»»

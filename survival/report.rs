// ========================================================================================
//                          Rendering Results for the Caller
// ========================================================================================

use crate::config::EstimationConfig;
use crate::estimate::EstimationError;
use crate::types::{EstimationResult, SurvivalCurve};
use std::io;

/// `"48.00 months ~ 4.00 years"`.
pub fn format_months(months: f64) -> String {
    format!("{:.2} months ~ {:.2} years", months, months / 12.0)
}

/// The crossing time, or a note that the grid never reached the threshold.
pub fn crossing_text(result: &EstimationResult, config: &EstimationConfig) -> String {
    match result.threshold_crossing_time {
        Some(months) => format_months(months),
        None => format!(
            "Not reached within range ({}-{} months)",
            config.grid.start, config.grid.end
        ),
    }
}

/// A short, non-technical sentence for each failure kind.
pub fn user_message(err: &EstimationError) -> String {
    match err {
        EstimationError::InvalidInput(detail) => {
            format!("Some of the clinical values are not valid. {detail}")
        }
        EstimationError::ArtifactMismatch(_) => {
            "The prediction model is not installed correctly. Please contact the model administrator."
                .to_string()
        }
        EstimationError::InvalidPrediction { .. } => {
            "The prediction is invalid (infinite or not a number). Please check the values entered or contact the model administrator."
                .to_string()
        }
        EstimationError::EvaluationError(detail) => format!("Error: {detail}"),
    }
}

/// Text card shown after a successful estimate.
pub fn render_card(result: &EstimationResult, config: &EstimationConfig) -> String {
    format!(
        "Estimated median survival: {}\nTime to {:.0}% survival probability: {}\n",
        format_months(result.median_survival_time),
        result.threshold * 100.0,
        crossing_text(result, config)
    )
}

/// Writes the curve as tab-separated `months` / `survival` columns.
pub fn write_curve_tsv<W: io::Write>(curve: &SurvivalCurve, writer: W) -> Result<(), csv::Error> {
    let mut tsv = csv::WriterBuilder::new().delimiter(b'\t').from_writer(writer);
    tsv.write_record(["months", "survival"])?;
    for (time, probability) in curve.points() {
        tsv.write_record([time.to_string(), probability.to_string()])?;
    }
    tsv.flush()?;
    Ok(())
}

««

• Task to carry out: Find the lines above that hold "Some", then copy each of them.

• The completed task:
        Some(months) => format_months(months),
            format!("Some of the clinical values are not valid. {detail}")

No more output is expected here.